For better or worse, Australians are not used to voting on specific initiatives. There have been national referenda on major national issues, including famous ones such as the granting of full rights to Aboriginals (passed in 1967) and the creation of a republic in place of the British crown (defeated in 1999). But there is no precedent for voting on state and local issues like how to fund the construction and operations of transit. Most Australian transit agencies are not separate governments entitled to certain funding, as they typically are in North America. Instead, transit is managed by state government direction. It’s just one of many things funded out of the state’s general revenues, and the elected government decides how that revenue is spent.

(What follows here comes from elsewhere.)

//! Builder for configuring a chainwire client.

mod core;
mod lifecycle;
mod tracing;

pub use self::core::ClientBuilder;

During the last year, watching the state and local budget crises across the United States, I’ve come to appreciate the stability of the Australian approach. Popular votes on specific taxes and spending have tied the state of California in knots, to the point where the task of government is almost impossible. American transit agencies that rely on a specific tax, usually some form of sales or payroll tax, experience huge swings in revenue, so at least once a decade they find themselves slashing service. This doesn’t happen in Australia, or at least not as visibly. Service doesn’t improve dramatically in better times, and isn’t slashed as badly when times are bad.
But the Australian system is not so good at expressing a public consensus to raise taxes and fees for a specific purpose. Such a consensus clearly exists in Sydney to move forward on major transit investment. If the voters could set up a funding stream to do this and an agency tasked with doing it, as would happen in many American states, then we would be on our way. Instead, we have to wait for one of the competing major parties to embrace such an investment plan. The parties, however, aren’t focused on the whole of public opinion; they’re focused quite narrowly on marginal seats, the relatively small number of voters whose judgments will turn the election, and this is a very different polity than the city as a whole.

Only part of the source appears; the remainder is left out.